Scott’s back, with a Marketing 101 piece on how Great Customer Service is Great Marketing. I couldn’t agree more.
Back in 1998, when we decided to launch BlackStar, we had $10,000 from our MusicDatabase deal with NTK. I coded the site, Jeremy designed it, and Darryl cut all the deals. We had one salaried staff member – Anni, the best customer care person in the universe. We certainly had no money for advertising for at least 6 months, and even then we could only stretch as far as ads in Empire and Total Film – hardly the media saturation we embarked on when we suddenly found ourselves with millions in VC money a couple of years later. But we maintained a 35% month-on-month growth rate for each of those first 18 months, and I’d have no hesitation in saying that our Customer Care was the number one factor behind that.
What many people seem to miss is that there are two main types of customer service – particularly in a web environment. There’s both the “dealing with customers who contact you”, and the “making it so that customers don’t have to contact you”. Amazon, who have the chutzpah to declare themselves as the most customer focused organisation on the planet, are great at the second, but terrible at the first. If you slip through the cracks of their system, they’re lost. Several times I’ve been engaged in a cycle of emails with service staff who just don’t understand my problems and assume I mean something completely different because they know how to deal with that.
At BlackStar we bootstrapped our entire system, only expecting it to actually work 90% of the time, and so we gave our care staff wide flexibility in what they could do to solve problems. Whilst it might seem that this is a very expensive approach, it actually saved a lot of money. The last 10% of any system always accounts for 90% of the development cost, so we were able to implement things in a rough and ready way, put them live, deal with the cases where they didn’t work, and only bother solving them (well, eliminating 90% of those cases) when they were happening too often. This allowed us to make changes to our site and back-end systems practically in real time, enabling us to actually grow at that 35% per month rate.
In the process we not only built the best systems around (it only ever did what we and out customers actually needed it to do – not lots of ‘cool’ functions that someone had dreamed up and spent a year designing and implementing, only to find that no-one used them), but led to an approach to customer care that led to us winning several major awards, getting tons of press coverage, and having the happiest customers in the industry, who would gladly recommend us to everyone they knew.
The systems never worked “correctly” all the time, so there was never any attempt to hide behind them. Instead everyone was trained to just do whatever it took to sort out the problem. If that meant going down to Virgin or HMV and buying the video off the shelf to send to the customer, then that’s just what we did.
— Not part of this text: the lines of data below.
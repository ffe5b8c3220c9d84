//! Rendezvous API rate limiting configuration.

use serde::{Deserialize, Serialize};

/// Rate limiting settings.
///
/// Requests are bounded per (operation, client, room) key inside a
/// window so a single misbehaving client cannot starve the store.
#[derive(Debug, Clone, Serialize, Deserialize)]
pub struct RateLimitConfig {
    /// Whether rate limiting is enforced.
    #[serde(default = "default_enabled")]
    pub enabled: bool,
    /// Maximum requests per key per window.
    #[serde(default = "default_max_requests")]
    pub max_requests: u32,
    /// Window length in seconds.
    #[serde(default = "default_window")]
    pub window_seconds: u64,
}

impl Default for RateLimitConfig {
    fn default() -> Self {
        Self {
            enabled: default_enabled(),
            max_requests: default_max_requests(),
            window_seconds: default_window(),
        }
    }
}

fn default_enabled() -> bool {
    true
}

fn default_max_requests() -> u32 {
    30
}

fn default_window() -> u64 {
    60
}
//! HTTP server bootstrap: binds the listener and runs the router
//! until a shutdown signal arrives.

use std::net::SocketAddr;

use tokio::net::TcpListener;
use tracing::info;

use peerhub_core::error::AppError;
use peerhub_core::result::AppResult;

use crate::router::build_router;
use crate::state::AppState;

/// Bind and serve the rendezvous API until Ctrl+C.
///
/// Uses `into_make_service_with_connect_info` so handlers can read the
/// peer address when no forwarding header is present.
pub async fn serve(state: AppState) -> AppResult<()> {
    let addr = format!(
        "{}:{}",
        state.config.server.host, state.config.server.port
    );
    let listener = TcpListener::bind(&addr)
        .await
        .map_err(|e| AppError::internal(format!("Failed to bind {addr}: {e}")))?;

    info!("Rendezvous API listening on {addr}");

    let app = build_router(state);
    axum::serve(
        listener,
        app.into_make_service_with_connect_info::<SocketAddr>(),
    )
    .with_graceful_shutdown(shutdown_signal())
    .await
    .map_err(|e| AppError::internal(format!("Server error: {e}")))?;

    info!("Rendezvous API shut down");
    Ok(())
}

async fn shutdown_signal() {
    if let Err(e) = tokio::signal::ctrl_c().await {
        tracing::error!("Failed to install Ctrl+C handler: {e}");
    }
}
//! Request/response logging middleware.

use std::time::Instant;

use axum::extract::Request;
use axum::middleware::Next;
use axum::response::Response;
use tracing::info;

/// Logs request method, path, status, and duration.
pub async fn request_logging(request: Request, next: Next) -> Response {
    let method = request.method().clone();
    let uri = request.uri().clone();
    let start = Instant::now();

    let response = next.run(request).await;

    let duration = start.elapsed();
    let status = response.status();

    info!(
        method = %method,
        path = %uri.path(),
        status = %status.as_u16(),
        duration_ms = %duration.as_millis(),
        "HTTP request"
    );

    response
}
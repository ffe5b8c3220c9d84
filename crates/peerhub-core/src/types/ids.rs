//! Typed identifiers for rooms, participants, and rendezvous endpoints.

use std::fmt;

use serde::{Deserialize, Serialize};
use uuid::Uuid;

/// Namespace prefix applied to every rendezvous endpoint id, so two
/// independent rooms never collide in the transport's global namespace.
const ENDPOINT_NAMESPACE: &str = "ph";

/// Public room token handed out to participants.
///
/// Distinct from any internal storage key; short enough to be typed or
/// spoken.
#[derive(Debug, Clone, PartialEq, Eq, Hash, Serialize, Deserialize)]
#[serde(transparent)]
pub struct RoomId(String);

impl RoomId {
    /// Wrap an existing room id string.
    pub fn new(id: impl Into<String>) -> Self {
        Self(id.into())
    }

    /// The id as a string slice.
    pub fn as_str(&self) -> &str {
        &self.0
    }
}

impl fmt::Display for RoomId {
    fn fmt(&self, f: &mut fmt::Formatter<'_>) -> fmt::Result {
        f.write_str(&self.0)
    }
}

impl From<&str> for RoomId {
    fn from(s: &str) -> Self {
        Self(s.to_string())
    }
}

impl From<String> for RoomId {
    fn from(s: String) -> Self {
        Self(s)
    }
}

/// Opaque per-room participant token.
///
/// Stable for one participant within one room (persisted client-side so
/// a reload rejoins as the same participant), never shared across rooms.
#[derive(Debug, Clone, PartialEq, Eq, Hash, Serialize, Deserialize)]
#[serde(transparent)]
pub struct ParticipantId(String);

impl ParticipantId {
    /// Wrap an existing participant id string.
    pub fn new(id: impl Into<String>) -> Self {
        Self(id.into())
    }

    /// Generate a fresh participant id.
    pub fn generate() -> Self {
        Self(Uuid::new_v4().to_string())
    }

    /// The id as a string slice.
    pub fn as_str(&self) -> &str {
        &self.0
    }
}

impl fmt::Display for ParticipantId {
    fn fmt(&self, f: &mut fmt::Formatter<'_>) -> fmt::Result {
        f.write_str(&self.0)
    }
}

impl From<&str> for ParticipantId {
    fn from(s: &str) -> Self {
        Self(s.to_string())
    }
}

impl From<String> for ParticipantId {
    fn from(s: String) -> Self {
        Self(s)
    }
}

/// The address another peer uses to open a direct media session with a
/// participant.
///
/// Distinct from the participant id: one participant could in principle
/// hold multiple endpoints.
#[derive(Debug, Clone, PartialEq, Eq, Hash, Serialize, Deserialize)]
#[serde(transparent)]
pub struct EndpointId(String);

impl EndpointId {
    /// Wrap an existing endpoint id string.
    pub fn new(id: impl Into<String>) -> Self {
        Self(id.into())
    }

    /// Build the namespaced endpoint id for a participant in a room:
    /// `ph-{room}-{participant}`.
    pub fn for_participant(room: &RoomId, participant: &ParticipantId) -> Self {
        Self(format!("{ENDPOINT_NAMESPACE}-{room}-{participant}"))
    }

    /// Extract the participant portion of a namespaced endpoint id built
    /// for `room`. Returns `None` for foreign or malformed endpoints.
    pub fn participant_in(&self, room: &RoomId) -> Option<ParticipantId> {
        let rest = self.0.strip_prefix(ENDPOINT_NAMESPACE)?.strip_prefix('-')?;
        let rest = rest.strip_prefix(room.as_str())?.strip_prefix('-')?;
        if rest.is_empty() {
            None
        } else {
            Some(ParticipantId::new(rest))
        }
    }

    /// The id as a string slice.
    pub fn as_str(&self) -> &str {
        &self.0
    }
}

impl fmt::Display for EndpointId {
    fn fmt(&self, f: &mut fmt::Formatter<'_>) -> fmt::Result {
        f.write_str(&self.0)
    }
}

impl From<&str> for EndpointId {
    fn from(s: &str) -> Self {
        Self(s.to_string())
    }
}

impl From<String> for EndpointId {
    fn from(s: String) -> Self {
        Self(s)
    }
}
If it meant giving a customer a free video each month until our credit card processing abilities could include American Express, well, then that’s what we’d do. (It cost us about £30, forced us to sort out an obvious deficiency in our system, and turned an irate customer into a fan).
If it meant sorting out a problem that a US visitor had in getting the instruction manual for their home gym that they’d bought from Sears, well, we even did do that too. (The person never became a customer, but we got a nice write up in the Wall Street Journal out of it!)
We actively saw customer care as our major marketing tool. And it worked. I think many small companies know this instinctively. Word of mouth is the only marketing they can get. Big companies seem to forget it though. The current incarnation of BlackStar certainly has.